Blick über das Gelände der gerade abgerissenen alten Bergedorfer Post (heute Ärztezentrum) über den Weidenbaumsweg zum 1967 eröffneten Kaufhaus Woolworth.
Blick über das Gelände der gerade abgerissenen alten Bergedorfer Post (heute Ärztezentrum) über den Weidenbaumsweg zum 1967 eröffneten Kaufhaus Woolworth. © BGZ

Von Geesthacht in die weite Welt hinaus

Auch an den Heidbergen geschieht am 16. Februar Erstaunliches: Dort stoßen Landwirt Heinrich Dibbers und Schüler Georg Bichowski beim Sandfahren auf uralte Scherben eines Tongefäßes, eine offenbar komplett heile Urne aus prähistorischer Zeit. „Die beiden Finder zerschlugen nun verständlicherweise den Ton nicht, sondern benachrichtigten die bz“, schreibt Dr. D. Bohnsack dieser Zeitung. In der Urne werden verbrannte menschliche Knochen einer Frau sowie eine grüne Bronzenadel gefunden. Ein Hinweis auch für die Fachleute des Hamburger Denkmalschutzamtes, dass die Heidberge „in der Vorzeit ein sehr bevorzugter Wohn- und Bestattungsplatz gewesen sein“ müssen.

Luftaufnahme des Lindwurm in Lohbrügge Nord, der viele Neugierige in den Stadtteil  zieht.
Luftaufnahme des Lindwurm in Lohbrügge Nord, der viele Neugierige in den Stadtteil zieht. © BGDZ | Jan Schubert

Geesthacht liefert vor 57 Jahren aber auch den Nachweis, weltweit Technologie-Standort zu sein: Denn in der Elbestadt entsteht, eine Maschine zum Bau von Atomreaktoren, die Dreiwalzen-Rundbiegemaschine, die kurz danach auch sehr aufwendig aus den Geesthachter Hallen der Wilhelmsburger Maschinenfabrik nach Milwaukee in den US-Bundesstaat Wisconsin transportiert wird. Diese wird schon eine Woche später aus Geesthacht in die USA transportiert. „Bisher einmalig in der Welt“, jubelt die bz in der Ausgabe vom 11. April. Darüber hinaus startet am 8. November im Forschungszentrum Grünhof-Tesperhude die Generalprobe für die Inbetriebnahme des ersten deutschen Atomschiffs „Otto Hahn“. Dort wird der Reaktorkern testweise gestartet.
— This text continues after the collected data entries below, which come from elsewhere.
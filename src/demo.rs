//! Fixture data for demo mode.
//!
//! The original deployment scattered hardcoded sample data across its
//! views as a fallback when calls failed. Here that is one explicit
//! capability: when the gateway client is built `with_demo_data`, each
//! endpoint serves the fixtures below through the same typed surface,
//! filtered with the same semantics the backend applies.

use chrono::Utc;

use crate::api::ApiError;
use crate::models::{
    CategoryInfo, HallAssignment, HallInfo, MaintenanceRequest, NewMaintenanceRequest,
    RequestFilter, RequestStatus, Role, RoomInfo, StatusInfo, StudentInfo, User, UserFilter,
    CATEGORY_CHOICES,
};

/// Issue ids for requests created during a demo session start here,
/// above every seeded fixture.
const CREATED_ID_BASE: i64 = 100;

fn timestamp_now() -> String {
    // The backend serializes naive datetimes; match that shape.
    Utc::now().format("%Y-%m-%dT%H:%M:%S").to_string()
}

fn status_info(status: RequestStatus) -> StatusInfo {
    StatusInfo {
        status_id: status.id(),
        status_name: status.name().to_string(),
        description: None,
    }
}

fn category_info(category_id: i64) -> Option<CategoryInfo> {
    CATEGORY_CHOICES
        .iter()
        .find(|(id, _)| *id == category_id)
        .map(|(id, name)| CategoryInfo {
            category_id: *id,
            category_name: name.to_string(),
            description: None,
        })
}

fn room(room_id: i64, room_number: &str, hall_id: i64, hall_name: &str) -> RoomInfo {
    RoomInfo {
        room_id,
        room_number: Some(room_number.to_string()),
        hall: Some(HallInfo {
            hall_id: Some(hall_id),
            hall_name: Some(hall_name.to_string()),
            location: None,
        }),
    }
}

fn demo_user(id: i64, name: &str, email: &str, role: Role) -> User {
    User {
        id,
        name: name.to_string(),
        email: email.to_string(),
        role,
        phone_number: None,
        created_at: None,
        updated_at: None,
        student_id: None,
        room_id: None,
    }
}

/// The four demo accounts, one per role.
pub fn users() -> Vec<User> {
    let mut student = demo_user(1, "John Doe", "john.doe@stu.cu.edu.ng", Role::Student);
    student.student_id = Some(1);
    student.room_id = Some(12);
    vec![
        student,
        demo_user(2, "Maintenance Officer", "maintenance@cu.edu.ng", Role::Officer),
        demo_user(3, "Hall Officer", "hall.officer@cu.edu.ng", Role::HallOfficer),
        demo_user(4, "System Administrator", "admin@cu.edu.ng", Role::Admin),
    ]
}

pub fn filter_users(filter: &UserFilter) -> Vec<User> {
    users().into_iter().filter(|u| filter.matches(u)).collect()
}

pub fn user(user_id: i64) -> Result<User, ApiError> {
    users()
        .into_iter()
        .find(|u| u.id == user_id)
        .ok_or_else(|| ApiError::NotFound("User not found".to_string()))
}

/// The demo hall officer (user 3) manages hall 2; nobody else has one.
pub fn hall_assignment(user_id: i64) -> HallAssignment {
    HallAssignment {
        hall_id: if user_id == 3 { Some(2) } else { None },
    }
}

fn fixture(
    issue_id: i64,
    category_id: i64,
    status: RequestStatus,
    description: &str,
    room_info: RoomInfo,
    submitted: &str,
    updated: &str,
) -> MaintenanceRequest {
    MaintenanceRequest {
        issue_id,
        student_id: 1,
        room_id: room_info.room_id,
        category_id,
        status_id: status.id(),
        description: description.to_string(),
        availability: None,
        submission_timestamp: submitted.to_string(),
        last_updated: updated.to_string(),
        completion_timestamp: if status == RequestStatus::Completed {
            Some(updated.to_string())
        } else {
            None
        },
        estimated_cost: None,
        actual_cost: None,
        student: Some(StudentInfo {
            student_id: 1,
            student_number: Some("CU/2024/0153".to_string()),
            user: users().into_iter().next(),
        }),
        room: Some(room_info),
        category: category_info(category_id),
        status: Some(status_info(status)),
    }
}

/// Seeded request fixtures covering every lifecycle state and both halls.
pub fn requests() -> Vec<MaintenanceRequest> {
    vec![
        fixture(
            1,
            1,
            RequestStatus::Pending,
            "Leaking tap in the bathroom",
            room(12, "A-104", 2, "Peter Hall"),
            "2026-07-28T09:30:00",
            "2026-07-28T09:30:00",
        ),
        fixture(
            2,
            2,
            RequestStatus::InProgress,
            "Socket near the desk sparks when used",
            room(12, "A-104", 2, "Peter Hall"),
            "2026-07-25T14:10:00",
            "2026-07-27T08:45:00",
        ),
        fixture(
            3,
            3,
            RequestStatus::UnderReview,
            "Wardrobe door hanging off its hinge",
            room(4, "B-210", 1, "Esther Hall"),
            "2026-07-20T11:00:00",
            "2026-07-29T16:30:00",
        ),
        fixture(
            4,
            4,
            RequestStatus::Completed,
            "Corridor light flickering at night",
            room(7, "C-015", 1, "Esther Hall"),
            "2026-07-10T19:20:00",
            "2026-07-14T10:05:00",
        ),
    ]
}

pub fn filter_requests(filter: &RequestFilter) -> Vec<MaintenanceRequest> {
    requests()
        .into_iter()
        .filter(|r| filter.matches(r))
        .collect()
}

pub fn active_requests() -> Vec<MaintenanceRequest> {
    requests().into_iter().filter(|r| r.is_active()).collect()
}

pub fn request(request_id: i64) -> Result<MaintenanceRequest, ApiError> {
    requests()
        .into_iter()
        .find(|r| r.issue_id == request_id)
        .ok_or_else(|| ApiError::NotFound("Maintenance request not found".to_string()))
}

/// What the backend would return for a fresh submission: the payload
/// echoed back with server-assigned id, Pending status, and timestamps.
pub fn created_request(new_request: &NewMaintenanceRequest) -> MaintenanceRequest {
    let now = timestamp_now();
    MaintenanceRequest {
        issue_id: CREATED_ID_BASE,
        student_id: new_request.student_id,
        room_id: new_request.room_id,
        category_id: new_request.category_id,
        status_id: RequestStatus::Pending.id(),
        description: new_request.description.clone(),
        availability: new_request.availability.clone(),
        submission_timestamp: now.clone(),
        last_updated: now,
        completion_timestamp: None,
        estimated_cost: new_request.estimated_cost,
        actual_cost: None,
        student: None,
        room: None,
        category: category_info(new_request.category_id),
        status: Some(status_info(RequestStatus::Pending)),
    }
}

/// Apply a status transition to a fixture, the way the backend would:
/// new status row, fresh last_updated, completion timestamp on
/// Completed and cleared again on reopen.
pub fn transition(request_id: i64, status: RequestStatus) -> Result<MaintenanceRequest, ApiError> {
    let mut updated = request(request_id)?;
    updated.status_id = status.id();
    updated.status = Some(status_info(status));
    updated.last_updated = timestamp_now();
    updated.completion_timestamp = if status == RequestStatus::Completed {
        Some(updated.last_updated.clone())
    } else {
        None
    };
    Ok(updated)
}

#[cfg(test)]
mod tests {
    use super::*;

    #[test]
    fn test_fixtures_cover_every_status() {
        let requests = requests();
        for status in RequestStatus::all() {
            assert!(
                requests.iter().any(|r| r.status_id == status.id()),
                "no fixture with status {}",
                status
            );
        }
    }

    #[test]
    fn test_one_user_per_role() {
        let users = users();
        for role in [Role::Student, Role::Officer, Role::HallOfficer, Role::Admin] {
            assert_eq!(users.iter().filter(|u| u.role == role).count(), 1);
        }
    }

    #[test]
    fn test_hall_filter_scopes_fixtures() {
        let hall_two = filter_requests(&RequestFilter::for_hall(2));
        assert!(!hall_two.is_empty());
        assert!(hall_two.iter().all(|r| r.hall_name() == Some("Peter Hall")));
    }

    #[test]
    fn test_active_excludes_completed() {
        assert!(active_requests().iter().all(|r| r.is_active()));
        assert!(active_requests().len() < requests().len());
    }

    #[test]
    fn test_reopen_clears_completion_timestamp() {
        let completed = request(4).unwrap();
        assert!(completed.completion_timestamp.is_some());

        let reopened = transition(4, RequestStatus::Pending).unwrap();
        assert_eq!(reopened.status_name(), "Pending");
        assert!(reopened.completion_timestamp.is_none());
    }
}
1967 ist weltpolitisch ein labiles Jahr

Die Brennpunkte in der Welt sind damals Vietnam und Israel. Während sich der Konflikt am Vietcong noch bis zum Jahr 1974 ziehen soll als verstecktes Duell der Systeme Kommunismus vs. Kapitalismus zwischen den Großmächten USA gegen die damalige Sowjetunion und China als Unterstützer für Süd- beziehungsweise Nord-Vietnam, dauerte der Kampf zwischen Israel und den verfeindeten Nachbarstaaten Ägypten, Jordanien und Syrien nur ganz kurz. Sechstagekrieg ist die gängige Bezeichnung für diesen Konflikt, in dem der Judenstaat siegte.
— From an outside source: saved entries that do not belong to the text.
//! Application configuration management.
//!
//! This module handles loading and saving the application
//! configuration: the backend base URL override and the last email
//! used to log in (for prefilling the login form).
//!
//! Configuration is stored at `~/.config/dormdesk/config.json`.

use std::path::PathBuf;

use anyhow::Result;
use serde::{Deserialize, Serialize};

/// Application name used for config/log directory paths and as the
/// keychain service name.
pub const APP_NAME: &str = "dormdesk";

/// Config file name
const CONFIG_FILE: &str = "config.json";

/// Environment variable overriding the backend base URL.
const API_URL_ENV: &str = "DORMDESK_API_URL";

/// Default backend for local development; deployments set the
/// environment variable instead.
const DEFAULT_API_BASE_URL: &str = "http://localhost:8000";

#[derive(Debug, Clone, Serialize, Deserialize, Default)]
pub struct Config {
    pub api_base_url: Option<String>,
    pub last_email: Option<String>,
}

impl Config {
    pub fn load() -> Result<Self> {
        let path = Self::config_path()?;
        if path.exists() {
            let contents = std::fs::read_to_string(&path)?;
            Ok(serde_json::from_str(&contents)?)
        } else {
            Ok(Self::default())
        }
    }

    pub fn save(&self) -> Result<()> {
        let path = Self::config_path()?;
        if let Some(parent) = path.parent() {
            std::fs::create_dir_all(parent)?;
        }
        let contents = serde_json::to_string_pretty(self)?;
        std::fs::write(path, contents)?;
        Ok(())
    }

    fn config_path() -> Result<PathBuf> {
        let config_dir = dirs::config_dir()
            .ok_or_else(|| anyhow::anyhow!("Could not find config directory"))?;
        Ok(config_dir.join(APP_NAME).join(CONFIG_FILE))
    }

    pub fn log_dir() -> Result<PathBuf> {
        let cache_dir = dirs::cache_dir()
            .ok_or_else(|| anyhow::anyhow!("Could not find cache directory"))?;
        Ok(cache_dir.join(APP_NAME))
    }

    /// Backend base URL: environment override, then config file, then
    /// the development default.
    pub fn resolved_base_url(&self) -> String {
        if let Ok(url) = std::env::var(API_URL_ENV) {
            if !url.trim().is_empty() {
                return url;
            }
        }
        self.api_base_url
            .clone()
            .unwrap_or_else(|| DEFAULT_API_BASE_URL.to_string())
    }
}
Als die erste große Ölpest in der Geschichte der Menschheit wird das Sinken des US-Frachters „Torrey Canyon“ vor der Südküste Englands am 26. März stilisiert. Es kam soweit, weil der voll beladene Öltanker am 18. März aufgrund eines Navigationsfehlers gegen Pollard‘s Rock stieß und sukzessiv unterging. 1967 hat auch menschliche Katastrophen zu bieten. Wie den Tod des ersten deutschen Bundeskanzlers Konrad Adenauer nach Ende des 2. Weltkriegs am 19. April. Adenauer stirbt im Alter von 91 Jahren.